● **Task item**: Extract, unchanged, each line of the listing below from its first line through the line that contains "fn errors(text: &str)", inclusive, and nothing else.

● **Data for the task**:
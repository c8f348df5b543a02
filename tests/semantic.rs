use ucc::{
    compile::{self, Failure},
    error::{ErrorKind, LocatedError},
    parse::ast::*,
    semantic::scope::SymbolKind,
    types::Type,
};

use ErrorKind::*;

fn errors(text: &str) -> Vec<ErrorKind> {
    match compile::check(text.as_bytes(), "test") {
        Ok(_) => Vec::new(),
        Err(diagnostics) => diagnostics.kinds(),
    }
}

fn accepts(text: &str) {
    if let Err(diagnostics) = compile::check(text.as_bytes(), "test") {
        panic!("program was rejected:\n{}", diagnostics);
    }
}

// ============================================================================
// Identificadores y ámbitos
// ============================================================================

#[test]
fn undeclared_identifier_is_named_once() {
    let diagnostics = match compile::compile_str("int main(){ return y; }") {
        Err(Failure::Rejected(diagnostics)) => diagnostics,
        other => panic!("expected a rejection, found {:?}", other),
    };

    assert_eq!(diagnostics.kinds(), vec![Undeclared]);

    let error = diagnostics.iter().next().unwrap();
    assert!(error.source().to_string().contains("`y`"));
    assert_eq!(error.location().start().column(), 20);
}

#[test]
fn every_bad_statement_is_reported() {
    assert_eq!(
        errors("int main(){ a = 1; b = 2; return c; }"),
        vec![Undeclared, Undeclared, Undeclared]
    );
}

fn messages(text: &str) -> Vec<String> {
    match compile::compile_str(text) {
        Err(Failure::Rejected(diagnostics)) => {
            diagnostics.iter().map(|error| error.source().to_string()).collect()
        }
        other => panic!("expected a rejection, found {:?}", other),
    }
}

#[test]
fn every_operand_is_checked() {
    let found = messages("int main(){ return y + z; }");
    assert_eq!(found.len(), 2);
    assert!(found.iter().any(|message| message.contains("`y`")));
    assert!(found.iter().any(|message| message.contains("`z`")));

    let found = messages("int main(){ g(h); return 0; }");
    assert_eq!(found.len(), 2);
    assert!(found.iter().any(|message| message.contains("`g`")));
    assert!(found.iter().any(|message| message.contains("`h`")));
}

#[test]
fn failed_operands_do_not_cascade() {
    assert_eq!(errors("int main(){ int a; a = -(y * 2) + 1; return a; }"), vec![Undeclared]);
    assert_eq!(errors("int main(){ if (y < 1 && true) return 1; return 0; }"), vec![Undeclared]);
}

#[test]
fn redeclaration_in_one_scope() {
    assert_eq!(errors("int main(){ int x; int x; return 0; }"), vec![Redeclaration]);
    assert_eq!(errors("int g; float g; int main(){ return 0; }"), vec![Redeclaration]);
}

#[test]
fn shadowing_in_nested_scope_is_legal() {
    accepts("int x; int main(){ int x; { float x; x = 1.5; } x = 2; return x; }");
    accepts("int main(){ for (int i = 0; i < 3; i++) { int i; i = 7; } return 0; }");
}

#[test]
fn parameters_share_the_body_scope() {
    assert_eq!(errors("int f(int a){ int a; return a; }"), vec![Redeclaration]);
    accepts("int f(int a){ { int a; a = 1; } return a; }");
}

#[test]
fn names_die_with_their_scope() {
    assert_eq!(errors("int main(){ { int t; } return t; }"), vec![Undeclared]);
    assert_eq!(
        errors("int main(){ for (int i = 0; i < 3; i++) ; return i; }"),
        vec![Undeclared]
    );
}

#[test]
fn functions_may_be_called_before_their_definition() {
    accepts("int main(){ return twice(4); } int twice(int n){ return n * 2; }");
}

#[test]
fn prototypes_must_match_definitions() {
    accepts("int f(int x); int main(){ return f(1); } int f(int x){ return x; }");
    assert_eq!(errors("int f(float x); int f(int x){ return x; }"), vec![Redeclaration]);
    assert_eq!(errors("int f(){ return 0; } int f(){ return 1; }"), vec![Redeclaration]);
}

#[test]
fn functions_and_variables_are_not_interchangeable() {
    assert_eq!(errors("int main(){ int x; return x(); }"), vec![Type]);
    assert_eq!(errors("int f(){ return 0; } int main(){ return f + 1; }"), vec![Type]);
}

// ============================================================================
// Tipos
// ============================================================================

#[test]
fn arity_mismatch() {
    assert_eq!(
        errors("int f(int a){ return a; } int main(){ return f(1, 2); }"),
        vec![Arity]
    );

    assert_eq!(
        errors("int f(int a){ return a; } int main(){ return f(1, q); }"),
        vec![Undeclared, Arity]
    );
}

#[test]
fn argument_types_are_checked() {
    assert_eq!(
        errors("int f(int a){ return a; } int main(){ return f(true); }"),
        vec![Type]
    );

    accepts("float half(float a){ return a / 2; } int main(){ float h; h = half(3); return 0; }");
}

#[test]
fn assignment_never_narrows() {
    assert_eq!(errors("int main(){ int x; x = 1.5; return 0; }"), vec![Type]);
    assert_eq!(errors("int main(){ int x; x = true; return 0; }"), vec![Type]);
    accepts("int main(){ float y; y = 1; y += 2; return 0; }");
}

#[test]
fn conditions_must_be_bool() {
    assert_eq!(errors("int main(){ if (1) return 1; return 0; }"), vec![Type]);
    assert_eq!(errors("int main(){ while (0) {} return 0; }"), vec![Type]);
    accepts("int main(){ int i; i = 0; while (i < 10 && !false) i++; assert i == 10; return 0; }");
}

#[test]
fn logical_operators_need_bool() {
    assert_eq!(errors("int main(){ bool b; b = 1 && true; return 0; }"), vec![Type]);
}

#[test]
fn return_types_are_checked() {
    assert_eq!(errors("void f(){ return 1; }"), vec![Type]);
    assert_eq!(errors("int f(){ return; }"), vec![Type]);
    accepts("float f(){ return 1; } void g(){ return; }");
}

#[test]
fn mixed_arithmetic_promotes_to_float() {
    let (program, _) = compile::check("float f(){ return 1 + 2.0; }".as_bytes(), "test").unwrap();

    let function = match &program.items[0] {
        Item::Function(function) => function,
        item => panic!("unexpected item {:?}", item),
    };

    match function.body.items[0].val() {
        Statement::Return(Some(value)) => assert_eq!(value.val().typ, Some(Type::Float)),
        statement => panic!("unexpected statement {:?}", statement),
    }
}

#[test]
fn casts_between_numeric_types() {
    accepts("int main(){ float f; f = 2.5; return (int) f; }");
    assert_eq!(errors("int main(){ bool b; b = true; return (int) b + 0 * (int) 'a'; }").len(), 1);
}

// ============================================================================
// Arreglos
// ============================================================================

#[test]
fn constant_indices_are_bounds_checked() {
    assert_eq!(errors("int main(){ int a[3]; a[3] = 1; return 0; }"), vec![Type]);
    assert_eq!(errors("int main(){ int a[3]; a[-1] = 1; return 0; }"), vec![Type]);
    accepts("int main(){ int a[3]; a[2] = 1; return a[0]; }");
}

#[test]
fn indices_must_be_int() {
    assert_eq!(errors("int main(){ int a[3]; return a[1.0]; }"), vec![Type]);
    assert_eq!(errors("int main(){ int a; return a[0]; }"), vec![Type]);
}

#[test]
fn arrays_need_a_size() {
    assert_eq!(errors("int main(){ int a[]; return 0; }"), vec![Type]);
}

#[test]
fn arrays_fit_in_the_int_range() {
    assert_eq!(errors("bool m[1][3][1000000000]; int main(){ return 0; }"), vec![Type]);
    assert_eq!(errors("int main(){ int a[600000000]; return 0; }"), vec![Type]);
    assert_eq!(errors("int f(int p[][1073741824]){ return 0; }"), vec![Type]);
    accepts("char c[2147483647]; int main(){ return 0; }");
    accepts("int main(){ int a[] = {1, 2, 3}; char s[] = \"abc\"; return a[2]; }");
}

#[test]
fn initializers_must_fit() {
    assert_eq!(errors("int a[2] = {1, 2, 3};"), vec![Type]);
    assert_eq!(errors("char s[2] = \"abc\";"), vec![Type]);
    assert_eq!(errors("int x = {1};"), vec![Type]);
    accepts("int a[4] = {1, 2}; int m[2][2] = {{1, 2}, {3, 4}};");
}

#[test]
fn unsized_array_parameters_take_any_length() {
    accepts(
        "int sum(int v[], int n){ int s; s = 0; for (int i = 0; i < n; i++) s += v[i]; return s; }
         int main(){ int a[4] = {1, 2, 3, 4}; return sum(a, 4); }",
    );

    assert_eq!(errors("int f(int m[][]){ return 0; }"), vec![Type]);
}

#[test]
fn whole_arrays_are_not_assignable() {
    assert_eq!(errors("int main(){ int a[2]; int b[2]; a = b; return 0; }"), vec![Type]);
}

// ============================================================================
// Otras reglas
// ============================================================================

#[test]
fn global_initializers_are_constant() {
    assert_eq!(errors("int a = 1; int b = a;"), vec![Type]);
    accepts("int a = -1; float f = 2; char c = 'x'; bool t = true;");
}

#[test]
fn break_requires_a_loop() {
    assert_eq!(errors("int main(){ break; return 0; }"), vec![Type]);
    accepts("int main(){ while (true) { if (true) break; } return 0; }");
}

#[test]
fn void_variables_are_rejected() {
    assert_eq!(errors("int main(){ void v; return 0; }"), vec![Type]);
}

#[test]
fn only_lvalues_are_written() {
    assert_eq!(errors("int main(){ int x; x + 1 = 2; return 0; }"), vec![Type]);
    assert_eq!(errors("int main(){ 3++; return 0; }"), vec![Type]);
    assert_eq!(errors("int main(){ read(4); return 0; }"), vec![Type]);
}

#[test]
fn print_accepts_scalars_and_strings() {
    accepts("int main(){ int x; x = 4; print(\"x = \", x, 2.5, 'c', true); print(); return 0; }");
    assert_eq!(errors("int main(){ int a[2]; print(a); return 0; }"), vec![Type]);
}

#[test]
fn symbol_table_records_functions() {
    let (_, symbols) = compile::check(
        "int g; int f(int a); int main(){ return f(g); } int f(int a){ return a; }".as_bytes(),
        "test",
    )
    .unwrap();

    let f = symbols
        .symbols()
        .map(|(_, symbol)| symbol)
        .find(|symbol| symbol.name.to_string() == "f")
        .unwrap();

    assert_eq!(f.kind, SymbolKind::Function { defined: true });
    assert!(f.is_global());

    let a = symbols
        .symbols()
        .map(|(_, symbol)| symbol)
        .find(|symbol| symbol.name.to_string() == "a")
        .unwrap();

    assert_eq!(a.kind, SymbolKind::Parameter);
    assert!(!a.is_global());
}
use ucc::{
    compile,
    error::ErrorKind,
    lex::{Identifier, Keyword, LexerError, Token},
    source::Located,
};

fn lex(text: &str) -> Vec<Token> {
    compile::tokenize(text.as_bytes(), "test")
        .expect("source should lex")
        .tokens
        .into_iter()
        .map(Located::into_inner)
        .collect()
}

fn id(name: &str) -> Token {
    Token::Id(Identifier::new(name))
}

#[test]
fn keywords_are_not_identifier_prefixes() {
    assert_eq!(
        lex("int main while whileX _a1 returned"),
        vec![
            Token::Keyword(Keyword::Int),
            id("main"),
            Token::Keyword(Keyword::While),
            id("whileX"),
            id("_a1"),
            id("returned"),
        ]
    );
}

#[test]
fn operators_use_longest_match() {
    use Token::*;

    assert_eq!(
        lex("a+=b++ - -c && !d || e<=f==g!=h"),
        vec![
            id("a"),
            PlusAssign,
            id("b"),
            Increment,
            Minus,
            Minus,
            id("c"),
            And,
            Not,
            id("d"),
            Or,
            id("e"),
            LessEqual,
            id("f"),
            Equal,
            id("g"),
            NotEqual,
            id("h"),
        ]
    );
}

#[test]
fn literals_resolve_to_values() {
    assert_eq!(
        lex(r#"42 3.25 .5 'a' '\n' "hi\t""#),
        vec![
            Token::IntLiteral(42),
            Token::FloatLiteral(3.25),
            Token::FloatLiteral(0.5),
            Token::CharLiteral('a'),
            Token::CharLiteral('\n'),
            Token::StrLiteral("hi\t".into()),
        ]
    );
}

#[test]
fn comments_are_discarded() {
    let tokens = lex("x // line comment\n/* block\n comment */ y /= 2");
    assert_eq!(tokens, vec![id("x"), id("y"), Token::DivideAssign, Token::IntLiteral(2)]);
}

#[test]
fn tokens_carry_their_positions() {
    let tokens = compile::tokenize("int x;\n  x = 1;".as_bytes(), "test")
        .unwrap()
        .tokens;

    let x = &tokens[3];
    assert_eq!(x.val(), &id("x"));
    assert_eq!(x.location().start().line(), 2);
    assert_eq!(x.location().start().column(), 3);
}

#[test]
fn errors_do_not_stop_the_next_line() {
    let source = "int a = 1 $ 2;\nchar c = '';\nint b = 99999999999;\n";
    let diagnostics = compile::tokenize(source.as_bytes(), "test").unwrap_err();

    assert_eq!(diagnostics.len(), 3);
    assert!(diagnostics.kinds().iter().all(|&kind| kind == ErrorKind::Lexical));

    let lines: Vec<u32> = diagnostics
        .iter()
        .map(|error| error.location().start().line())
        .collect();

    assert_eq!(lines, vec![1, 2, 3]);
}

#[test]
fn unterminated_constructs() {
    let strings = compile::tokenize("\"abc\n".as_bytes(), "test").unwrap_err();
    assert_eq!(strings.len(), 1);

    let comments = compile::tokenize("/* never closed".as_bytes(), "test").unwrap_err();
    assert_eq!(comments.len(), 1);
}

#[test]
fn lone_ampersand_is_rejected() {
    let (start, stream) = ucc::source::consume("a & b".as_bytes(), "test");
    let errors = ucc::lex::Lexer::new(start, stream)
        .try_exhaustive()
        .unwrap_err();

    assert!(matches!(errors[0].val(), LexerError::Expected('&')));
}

● **Output for this exercise**:
repository c8f348df5b543a02
filename tests/semantic.rs
use ucc::{
    compile::{self, Failure},
    error::{ErrorKind, LocatedError},
    parse::ast::*,
    semantic::scope::SymbolKind,
    types::Type,
};

use ErrorKind::*;

fn errors(text: &str) -> Vec<ErrorKind> {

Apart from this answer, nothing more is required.